The statement suggested the notorious intractability of ISIS, the most extreme of the Islamist groups fighting in Syria, was to blame for the break. It cited the importance of consultation and teamwork, qualities that ISIS has ignored in its aggressive expansion across northern Syria since it announced its formation in the country last April.

“Clearly Zawahiri believes that ISIS is a liability to the al-Qaida brand,” said Aaron Zelin, who tracks jihadi movements at the Washington Institute of Near East Policy. “They are not playing nice with other groups and they are acting as a sovereign state, aggravating other rebels and hurting the effort against the regime.”

The group’s brutal tactics, including beheadings, floggings and bans on smoking, music and other perceived un-Islamic behaviors, have incurred the wrath of many ordinary Syrians, culminating a month ago in a widespread revolt against ISIS across northern Syria in which the al-Qaida affiliated Jabhat al-Nusra has fought ISIS alongside more moderate rebels.

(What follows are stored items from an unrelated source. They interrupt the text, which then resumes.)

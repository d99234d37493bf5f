// Copyright (C) 2024 Quickwit, Inc.
//
// Quickwit is offered under the AGPL v3.0 and as commercial software.
// For commercial licensing, contact us at hello@quickwit.io.
//
// AGPL:
// This program is free software: you can redistribute it and/or modify
// it under the terms of the GNU Affero General Public License as
// published by the Free Software Foundation, either version 3 of the
// License, or (at your option) any later version.
//
// This program is distributed in the hope that it will be useful,
// but WITHOUT ANY WARRANTY; without even the implied warranty of
// MERCHANTABILITY or FITNESS FOR A PARTICULAR PURPOSE. See the
// GNU Affero General Public License for more details.
//
// You should have received a copy of the GNU Affero General Public License
// along with this program. If not, see <http://www.gnu.org/licenses/>.

//! Bridges from native engine event streams to the herder hooks.
//!
//! Engines are external collaborators: each bridge is written against a
//! small trait capturing the handful of accessors the herder needs, and
//! translates the engine's native lifecycle events into the generic
//! `on_close` / `on_batch_execute_start` / progress hooks.

pub mod kv;
pub mod segment;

But ISIS has fought back, and has managed to retain control of the northeastern province of Raqqa and significant portions of rural Aleppo, putting it in control of much of the area’s resources including its oil fields that help it to operate independently of the al-Qaida leadership, said Aymenn al-Tamimi, who monitors jihadi activity in Iraq and Syria with the Middle East Forum.

Although Jabhat al-Nusra is now the sole al-Qaida affiliate in Syria, ISIS is more aggressively pursuing the al-Qaida agenda of establishing an Islamic caliphate, setting up the institutions of state that enable it to administer the areas it controls, he said.